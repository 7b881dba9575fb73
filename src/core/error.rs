//! Error types for the leveled logger

pub type Result<T> = std::result::Result<T, LoggerError>;

#[derive(Debug, thiserror::Error)]
pub enum LoggerError {
    /// Slot index outside `[0, count)`
    #[error("Slot index {index} out of range: logger has {count} slots")]
    SlotOutOfRange { index: i32, count: usize },

    /// IO error with context
    #[error("IO error while {operation}: {message}")]
    IoOperation {
        operation: String,
        message: String,
        #[source]
        source: std::io::Error,
    },

    /// Generic IO error
    #[error("IO error: {0}")]
    IoError(#[from] std::io::Error),

    /// Process-scope context installed twice
    #[error("Logger context already initialized")]
    AlreadyInitialized,

    /// Invalid configuration with details, such as unknown flag bits
    #[error("Invalid configuration for {component}: {message}")]
    InvalidConfiguration { component: String, message: String },
}

impl LoggerError {
    /// Create a slot range error
    pub fn slot_out_of_range(index: i32, count: usize) -> Self {
        LoggerError::SlotOutOfRange { index, count }
    }

    /// Create an IO operation error with context
    pub fn io_operation(
        operation: impl Into<String>,
        message: impl Into<String>,
        source: std::io::Error,
    ) -> Self {
        LoggerError::IoOperation {
            operation: operation.into(),
            message: message.into(),
            source,
        }
    }

    /// Create an invalid configuration error
    pub fn config(component: impl Into<String>, message: impl Into<String>) -> Self {
        LoggerError::InvalidConfiguration {
            component: component.into(),
            message: message.into(),
        }
    }

    /// True for the index-range kind
    pub fn is_index_error(&self) -> bool {
        matches!(self, LoggerError::SlotOutOfRange { .. })
    }
}
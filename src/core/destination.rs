//! Destination trait for log output streams, and the shared sink handle

use super::error::Result;
use parking_lot::Mutex;
use std::fmt;
use std::sync::Arc;

/// A byte sink that accepts whole, already-formatted lines.
///
/// Implementations write `line` with a single call so that lines from
/// different slots sharing one destination never interleave.
pub trait Destination: Send {
    fn write_line(&mut self, line: &[u8]) -> Result<()>;
    fn flush(&mut self) -> Result<()>;
    fn name(&self) -> &str;
}

/// Shared handle to a [`Destination`].
///
/// Cloning is cheap; every slot of a logger holds a clone of the same sink.
#[derive(Clone)]
pub struct Sink {
    inner: Arc<Mutex<Box<dyn Destination>>>,
}

impl Sink {
    pub fn new<D: Destination + 'static>(destination: D) -> Self {
        Self {
            inner: Arc::new(Mutex::new(Box::new(destination))),
        }
    }

    pub fn write_line(&self, line: &[u8]) -> Result<()> {
        self.inner.lock().write_line(line)
    }

    pub fn flush(&self) -> Result<()> {
        self.inner.lock().flush()
    }

    pub fn name(&self) -> String {
        self.inner.lock().name().to_string()
    }

    /// True if both handles point at the same destination
    pub fn same_destination(&self, other: &Sink) -> bool {
        Arc::ptr_eq(&self.inner, &other.inner)
    }
}

impl fmt::Debug for Sink {
    fn fmt(&self, f: &mut fmt::Formatter<'_>) -> fmt::Result {
        f.debug_struct("Sink").field("name", &self.name()).finish()
    }
}
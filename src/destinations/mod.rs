//! Destination implementations

pub mod console;
pub mod file;
pub mod memory;
pub mod writer;

pub use console::{ConsoleDestination, Stream};
pub use file::FileDestination;
pub use memory::{MemoryBuffer, MemoryDestination};
pub use writer::WriterDestination;

pub use crate::core::{Destination, Sink};
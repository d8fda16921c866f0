//! Rating → percentage conversion with diminishing returns.

/// Converts a raw rating into a percentage.
///
/// The linear region is level adjusted: at higher levels more rating is
/// needed per percent. Past `soft_cap` returns diminish, approaching
/// `hard_cap` asymptotically when one is set, or continuing at half rate
/// when it is not.
#[derive(Clone, Copy, Debug, PartialEq)]
#[cfg_attr(feature = "serde", derive(serde::Serialize, serde::Deserialize))]
pub struct RatingCurve {
    /// Rating required for one percent at level 1.
    pub rating_per_percent: f64,
    /// Growth of `rating_per_percent` per level above 1.
    pub level_growth: f64,
    /// Percentage where diminishing returns begin.
    pub soft_cap: f64,
    /// Asymptotic ceiling, if any.
    pub hard_cap: Option<f64>,
}

impl RatingCurve {
    pub const fn new(
        rating_per_percent: f64,
        level_growth: f64,
        soft_cap: f64,
        hard_cap: Option<f64>,
    ) -> Self {
        Self {
            rating_per_percent,
            level_growth,
            soft_cap,
            hard_cap,
        }
    }

    /// Linear percentage before any cap is applied.
    pub fn linear(&self, rating: f64, level: f64) -> f64 {
        let level_factor = 1.0 + (level.max(1.0) - 1.0) * self.level_growth;
        let per_percent = self.rating_per_percent * level_factor;
        if per_percent <= 0.0 {
            return 0.0;
        }
        rating.max(0.0) / per_percent
    }

    /// Final percentage for `rating` at `level`.
    ///
    /// ```
    /// # use combat_core::stats::RatingCurve;
    /// let curve = RatingCurve::new(10.0, 0.0, 30.0, None);
    /// assert_eq!(curve.percent(200.0, 1.0), 20.0);
    /// // 50% linear: 30 + (50 - 30) × 0.5
    /// assert_eq!(curve.percent(500.0, 1.0), 40.0);
    /// ```
    pub fn percent(&self, rating: f64, level: f64) -> f64 {
        let linear = self.linear(rating, level);
        if linear <= self.soft_cap {
            return linear;
        }

        let excess = linear - self.soft_cap;
        match self.hard_cap {
            Some(hard) if hard > self.soft_cap => {
                let span = hard - self.soft_cap;
                self.soft_cap + span * (1.0 - (-excess / span).exp())
            }
            Some(hard) => hard.min(linear),
            None => self.soft_cap + excess * 0.5,
        }
    }
}

#[cfg(test)]
mod tests {
    use super::*;

    const EPS: f64 = 1e-9;

    #[test]
    fn linear_below_soft_cap() {
        let curve = RatingCurve::new(14.0, 0.1, 50.0, Some(75.0));
        assert!((curve.percent(140.0, 1.0) - 10.0).abs() < EPS);
    }

    #[test]
    fn level_raises_rating_cost() {
        let curve = RatingCurve::new(10.0, 0.1, 50.0, None);
        // Level 11: 10 × (1 + 10 × 0.1) = 20 rating per percent
        assert!((curve.percent(200.0, 11.0) - 10.0).abs() < EPS);
    }

    #[test]
    fn hard_cap_is_approached_but_not_reached() {
        let curve = RatingCurve::new(1.0, 0.0, 50.0, Some(75.0));
        let at = curve.percent(60.0, 1.0);
        // 50 + 25 × (1 - e^(-10/25))
        let expected = 50.0 + 25.0 * (1.0 - (-10.0_f64 / 25.0).exp());
        assert!((at - expected).abs() < EPS);

        let huge = curve.percent(1.0e6, 1.0);
        assert!(huge < 75.0 + EPS);
        assert!(huge > 74.9);
    }

    #[test]
    fn without_hard_cap_excess_is_halved() {
        let curve = RatingCurve::new(1.0, 0.0, 30.0, None);
        assert!((curve.percent(50.0, 1.0) - 40.0).abs() < EPS);
    }

    #[test]
    fn negative_rating_is_zero() {
        let curve = RatingCurve::new(10.0, 0.0, 30.0, None);
        assert_eq!(curve.percent(-50.0, 1.0), 0.0);
    }

    #[test]
    fn curve_is_monotonic() {
        let curve = RatingCurve::new(5.0, 0.1, 40.0, Some(60.0));
        let mut last = 0.0;
        for rating in (0..2_000).step_by(25) {
            let p = curve.percent(f64::from(rating), 5.0);
            assert!(p + EPS >= last);
            last = p;
        }
    }
}
impl EffectServices for Systems {
    fn is_alive(&self, entity: EntityId) -> bool {
        self.registry.is_alive(entity)
    }

    fn position(&self, entity: EntityId) -> Result<Vec3, RegistryError> {
        self.registry
            .get(entity)
            .map(|e| e.world.position)
            .ok_or(RegistryError::EntityNotFound(entity))
    }

    fn set_position(&mut self, entity: EntityId, position: Vec3) -> Result<(), RegistryError> {
        self.registry.set_position(entity, position)
    }

    fn deal_damage(&mut self, request: DamageRequest) -> Result<DamageEvent, DamageError> {
        let (engine, mut ctx) = self.damage_context();
        engine.apply_damage(&mut ctx, request)
    }

    fn heal(&mut self, request: HealRequest) -> Result<HealEvent, DamageError> {
        let (engine, mut ctx) = self.damage_context();
        engine.apply_heal(&mut ctx, request)
    }

    fn apply_condition(
        &mut self,
        target: EntityId,
        condition: &ConditionId,
        stacks: u32,
        duration: Option<Duration>,
        data: ConditionData,
    ) -> Result<Applied, ConditionError> {
        let (conditions, mut ctx) = self.condition_context();
        conditions.apply(&mut ctx, target, condition, stacks, duration, data)
    }

    fn remove_condition(
        &mut self,
        target: EntityId,
        condition: &ConditionId,
        all_stacks: bool,
    ) -> Result<u32, ConditionError> {
        let (conditions, mut ctx) = self.condition_context();
        conditions.remove(&mut ctx, target, condition, all_stacks)
    }

    fn cleanse(
        &mut self,
        target: EntityId,
        category: Option<ConditionCategory>,
    ) -> Result<Vec<ConditionId>, ConditionError> {
        if !self.registry.contains(target) {
            return Err(ConditionError::TargetNotFound(target));
        }
        let (conditions, mut ctx) = self.condition_context();
        Ok(conditions.cleanse(&mut ctx, target, category))
    }

    fn apply_modifier(&mut self, target: EntityId, spec: ModifierSpec) -> Result<ModifierId, StatError> {
        let now = self.now();
        self.stats.apply_modifier(target, spec, now, &mut self.timers)
    }

    fn remove_modifier(&mut self, target: EntityId, modifier: ModifierId) -> Result<(), StatError> {
        self.stats.remove_modifier(target, modifier).map(|_| ())
    }

    fn remove_modifiers_by_source(&mut self, target: EntityId, source: &str) -> Vec<ModifierId> {
        self.stats.remove_modifiers_by_source(target, source)
    }

    fn restore_resource(&mut self, target: EntityId, amount: f64) -> Result<f64, RegistryError> {
        let current = match self.registry.get_attribute(target, Stat::Resource) {
            Ok(value) => value,
            Err(RegistryError::AttributeNotSet { .. }) => 0.0,
            Err(e) => return Err(e),
        };
        let max = self.pool_max(target, Stat::MaxResource);
        let new = (current + amount).min(max).max(current);
        self.registry.set_attribute(target, Stat::Resource, new)?;
        Ok(new - current)
    }
}

/// What one [`CombatWorld::update`] did.
#[derive(Clone, Copy, Debug, Default, PartialEq, Eq)]
pub struct UpdateSummary {
    pub elapsed: Duration,
    pub timers_fired: usize,
    pub deferred_run: usize,
}

/// The combat simulation.
#[derive(Debug)]
pub struct CombatWorld {
    systems: Systems,
    pipeline: EffectPipeline,
    abilities: AbilityOrchestrator,
    last_update: Timestamp,
}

========================

_Work order_: Send back the lines of the records word for word, from the very first through the line containing "IO error with context".

_Task response_:
repository 7b881dba9575fb73
filename src/core/error.rs
//! Error types for the leveled logger

pub type Result<T> = std::result::Result<T, LoggerError>;

#[derive(Debug, thiserror::Error)]
pub enum LoggerError {
    /// Slot index outside `[0, count)`
    #[error("Slot index {index} out of range: logger has {count} slots")]
    SlotOutOfRange { index: i32, count: usize },

    /// IO error with context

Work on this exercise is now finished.